Method of vertically aligning carbon nanotubes on substrates at low pressure using thermal chemical vapor deposition with DC bias
US6673392B2 · kind B2 · utility
Assignees
Inventors
Key dates
| Filing date | Mar 15, 2001 |
| Grant date | Jan 6, 2004 |
| Priority date | — |
| Expiry date | Jun 12, 2022 |
Classification
- Technology area (CPC Y)Emerging Cross-Sectional Technologies
- CPC primaryY10S977/891
- WIPO fieldSurface technology, coating
- WIPO sectorChemistry
Abstract
A method of vertically aligning pure carbon nanotubes on a large glass or silicon substrate at a low temperature using a low pressure DC thermal chemical vapor deposition method is provided. In this method, catalytic decomposition with respect to hydro-carbon gases is performed in two steps. Basically, an existing thermal chemical vapor deposition method using hydro-carbon gases such as acetylene, ethylene, methane or propane is used. To be more specific, the hydro-carbon gases are primarily decomposed at a low temperature of 400-500° C. by passing the hydro-carbon gases through a mesh-structure catalyst which is made of Ni, Fe, Co, Y, Pd, Pt, Au or an alloy of two or more of these materials.

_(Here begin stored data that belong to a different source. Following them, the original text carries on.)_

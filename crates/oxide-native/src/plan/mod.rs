//! Query plans and their cache.
//!
//! A plan is the reusable, immutable part of executing a native query: the
//! parameter-adjusted SQL plus the resolved result mapping. Plans are keyed
//! by everything that can change either of those.

mod cache;
mod key;

use std::collections::BTreeSet;
use std::sync::Arc;

use tracing::{debug, trace};

pub use cache::ComputeCache;
pub use key::{ByAddress, NonSelectPlanKey, ResultListTransformer, SelectPlanKey, TupleTransformer};

use crate::error::Result;
use crate::parameter::{recognize, ParameterInterpretation};
use crate::results::ResolvedMapping;

/// A compiled select statement.
#[derive(Debug)]
pub struct SelectPlan {
    pub sql: String,
    pub mapping: Arc<ResolvedMapping>,
    /// Tables whose modification invalidates results of this plan.
    pub affected_spaces: BTreeSet<String>,
}

/// A compiled update statement.
#[derive(Debug)]
pub struct NonSelectPlan {
    pub sql: String,
    pub affected_spaces: BTreeSet<String>,
}

/// Caches plans and parameter interpretations per statement.
///
/// With caching disabled every request builds afresh.
#[derive(Debug)]
pub struct QueryPlanCache {
    enabled: bool,
    select: ComputeCache<SelectPlanKey, Arc<SelectPlan>>,
    non_select: ComputeCache<NonSelectPlanKey, Arc<NonSelectPlan>>,
    interpretations: ComputeCache<String, Arc<ParameterInterpretation>>,
}

impl Default for QueryPlanCache {
    fn default() -> Self {
        Self::new(true)
    }
}

impl QueryPlanCache {
    #[must_use]
    pub fn new(enabled: bool) -> Self {
        Self {
            enabled,
            select: ComputeCache::new(),
            non_select: ComputeCache::new(),
            interpretations: ComputeCache::new(),
        }
    }

    #[must_use]
    pub const fn is_enabled(&self) -> bool {
        self.enabled
    }

    /// Returns the plan cached for `key`, building it at most once.
    ///
    /// A `None` key marks a plan that must not be shared, e.g. one whose SQL
    /// was rewritten for list parameters.
    ///
    /// # Errors
    ///
    /// Returns the build error; nothing is cached in that case.
    pub fn resolve_select_plan(
        &self,
        key: Option<SelectPlanKey>,
        build: impl FnOnce() -> Result<SelectPlan>,
    ) -> Result<Arc<SelectPlan>> {
        let Some(key) = key.filter(|_| self.enabled) else {
            return build().map(Arc::new);
        };
        let sql = key.sql.clone();
        let mut built = false;
        let plan = self.select.get_or_try_insert_with(key, || {
            built = true;
            build().map(Arc::new)
        })?;
        log_resolution("select", &sql, built);
        Ok(plan)
    }

    /// Non-select counterpart of [`resolve_select_plan`](Self::resolve_select_plan).
    ///
    /// # Errors
    ///
    /// Returns the build error; nothing is cached in that case.
    pub fn resolve_non_select_plan(
        &self,
        key: Option<NonSelectPlanKey>,
        build: impl FnOnce() -> Result<NonSelectPlan>,
    ) -> Result<Arc<NonSelectPlan>> {
        let Some(key) = key.filter(|_| self.enabled) else {
            return build().map(Arc::new);
        };
        let sql = key.sql.clone();
        let mut built = false;
        let plan = self.non_select.get_or_try_insert_with(key, || {
            built = true;
            build().map(Arc::new)
        })?;
        log_resolution("non-select", &sql, built);
        Ok(plan)
    }

    /// Recognizes the parameters of `sql`, memoized per statement text.
    ///
    /// # Errors
    ///
    /// Returns recognition errors such as mixed parameter styles.
    pub fn interpretation(&self, sql: &str) -> Result<Arc<ParameterInterpretation>> {
        if !self.enabled {
            return recognize(sql).map(Arc::new);
        }
        self.interpretations
            .get_or_try_insert_with(sql.to_string(), || recognize(sql).map(Arc::new))
    }

    #[must_use]
    pub fn select_plan_count(&self) -> usize {
        self.select.len()
    }

    #[must_use]
    pub fn non_select_plan_count(&self) -> usize {
        self.non_select.len()
    }

    #[must_use]
    pub fn interpretation_count(&self) -> usize {
        self.interpretations.len()
    }

    pub fn clear(&self) {
        self.select.clear();
        self.non_select.clear();
        self.interpretations.clear();
        debug!("Query plan cache cleared");
    }
}

fn log_resolution(kind: &str, sql: &str, built: bool) {
    if built {
        debug!(kind, sql = %sql, "Built query plan");
    } else {
        trace!(kind, sql = %sql, "Query plan cache hit");
    }
}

Secondly, the catalytically- and thermally-decomposed hydro-carbon gases pass through the space between a carbon nanotube growing substrate and an electrode substrate made of Ni, Fe, Co, Y, Pd, Pt, Au or an alloy of two or more of these materials or an electrode substrate on which Ni, Fe, Co, Y, Pd, Pt, Au or an alloy of two or more of these materials is thinly deposited by sputtering or electron-beam evaporation, the space to which DC voltage has been applied.